Jimmy Elsby, of the GMB union and the Labour Party's treasurer, said: "Never again must we decide that might is right and the UN is wrong. We destroyed a country and called it liberation, we created a wasteland and called it peace."

Mick Hogg, of the RMT union, criticised the decision to prevent a vote. He said: "It is frankly absurd that the one issue the entire world is talking about, the matter of war and peace no less, should not be dealt with properly at the conference of the party of government of this country."

Citing a study for The Independent by the International Institute for Strategic Studies, he said the cost of the war was equivalent to 2p on income tax, money that could have been spent improving health care or education.

Geoff Hoon, the embattled Defence Secretary, was applauded as he invited Muff Sourani, an Iraqi trade unionist who was tortured by the Saddam regime, on the platform.

The left-wing MP Jeremy Corbyn said: "Why are we, a British Labour Government with a very large parliamentary majority, so signed up to the ultra right-wing George Bush?"

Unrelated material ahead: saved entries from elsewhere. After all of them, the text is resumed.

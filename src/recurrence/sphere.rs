//! Spherical harmonics on the unit sphere.
//!
//! Level `L` holds the `2L + 1` harmonics of orders `m = -L..=L`. With
//! `t = cos θ` and `ξ∓ = sin θ·e^{∓iφ}`, level `L` is built from the two
//! previous levels as
//!
//! ```text
//! Y_L^{-L}   = z0 · ξ− · Y_{L-1}^{-(L-1)}
//! Y_L^{L}    = z1 · ξ+ · Y_{L-1}^{L-1}
//! Y_L^m      = c0_m · t · Y_{L-1}^m − c1_m · Y_{L-2}^m      (|m| < L)
//! ```
//!
//! where the `c1` term only exists for `|m| ≤ L - 2`.

use log::debug;

use super::{Recurrence, Scaling, require_scaling};
use crate::arith::{Arithmetic, ArithmeticMode, Exact, Scalar};
use crate::error::Result;

const SPHERE_SCALINGS: [Scaling; 4] = [
    Scaling::Acoustic,
    Scaling::QuantumMechanic,
    Scaling::Geodetic,
    Scaling::Schmidt,
];

/// Coefficients lifting level `n` to level `L = n + 1`.
#[derive(Debug, Clone, PartialEq)]
pub struct SphereRecord<R> {
    /// Factor of the lowest order, `m = -L`.
    pub z0: R,
    /// Factor of the highest order, `m = L`, including the phase.
    pub z1: R,
    /// Coupling to level `L - 1` for `m = -L+1..=L-1`.
    pub c0: Vec<R>,
    /// Coupling to level `L - 2` for `m = -L+2..=L-2`; `None` at `n = 0`.
    pub c1: Option<Vec<R>>,
}

/// Coefficient provider for spherical harmonics.
#[derive(Debug, Clone)]
pub struct SphereRecurrence<R> {
    scaling: Scaling,
    arithmetic: Arithmetic<R>,
}

impl<R: Scalar> SphereRecurrence<R> {
    /// Spherical harmonics under one of the conventions
    ///
    /// - `acoustic`: orthonormal, no Condon–Shortley phase
    /// - `quantum mechanic`: orthonormal, with the Condon–Shortley phase
    /// - `geodetic`: `∫ |Y|² = 4π`
    /// - `schmidt`: `∫ |Y_L|² = 4π/(2L + 1)`
    pub fn spherical_harmonics(scaling: Scaling, mode: ArithmeticMode) -> Result<Self> {
        require_scaling("spherical harmonics", scaling, &SPHERE_SCALINGS)?;
        let arithmetic = Arithmetic::select(mode);
        debug!(
            "spherical harmonics recurrence: scaling={}, mode={}",
            scaling,
            arithmetic.mode()
        );
        Ok(Self { scaling, arithmetic })
    }

    pub fn scaling(&self) -> Scaling {
        self.scaling
    }

    fn phase(&self) -> R {
        if self.scaling == Scaling::QuantumMechanic {
            -R::one()
        } else {
            R::one()
        }
    }
}

impl<R: Scalar> Recurrence<R> for SphereRecurrence<R> {
    type Record = SphereRecord<R>;

    fn p0(&self) -> R {
        match self.scaling {
            Scaling::Geodetic | Scaling::Schmidt => R::one(),
            _ => self.arithmetic.compute(
                || (Exact::from_integer(4) * Exact::pi()).sqrt().recip(),
                || 1.0 / (4.0 * std::f64::consts::PI).sqrt(),
            ),
        }
    }

    fn record(&self, n: usize) -> SphereRecord<R> {
        let l = n as i64 + 1;
        let arith = &self.arithmetic;
        let schmidt = self.scaling == Scaling::Schmidt;

        let z0 = if schmidt {
            arith.sqrt_ratio(2 * l - 1, 2 * l)
        } else {
            arith.sqrt_ratio(2 * l + 1, 2 * l)
        };
        let z1 = z0.clone() * self.phase();

        let c0 = (-l + 1..l)
            .map(|m| {
                if schmidt {
                    arith.sqrt_ratio((2 * l - 1) * (2 * l - 1), (l + m) * (l - m))
                } else {
                    arith.sqrt_ratio((2 * l - 1) * (2 * l + 1), (l + m) * (l - m))
                }
            })
            .collect();

        let c1 = (l > 1).then(|| {
            (-l + 2..l - 1)
                .map(|m| {
                    let num = (l + m - 1) * (l - m - 1);
                    let den = (l + m) * (l - m);
                    if schmidt {
                        arith.sqrt_ratio(num, den)
                    } else {
                        arith.sqrt_ratio(num * (2 * l + 1), (2 * l - 3) * den)
                    }
                })
                .collect()
        });

        SphereRecord { z0, z1, c0, c1 }
    }

    fn arithmetic(&self) -> Arithmetic<R> {
        self.arithmetic.clone()
    }
}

But Joanne Thompson, a delegate from the party's Northern Region, said: "Can any of us really distrust our Prime Minister and Cabinet so much we honestly believe he would lie about the facts?

"That he would lie about the intelligence, he would collude with intelligence and security services to support his cause, to manipulate the military and knowingly send British soldiers to their death for a cause he knew to be false? I just can't, and I won't, believe that."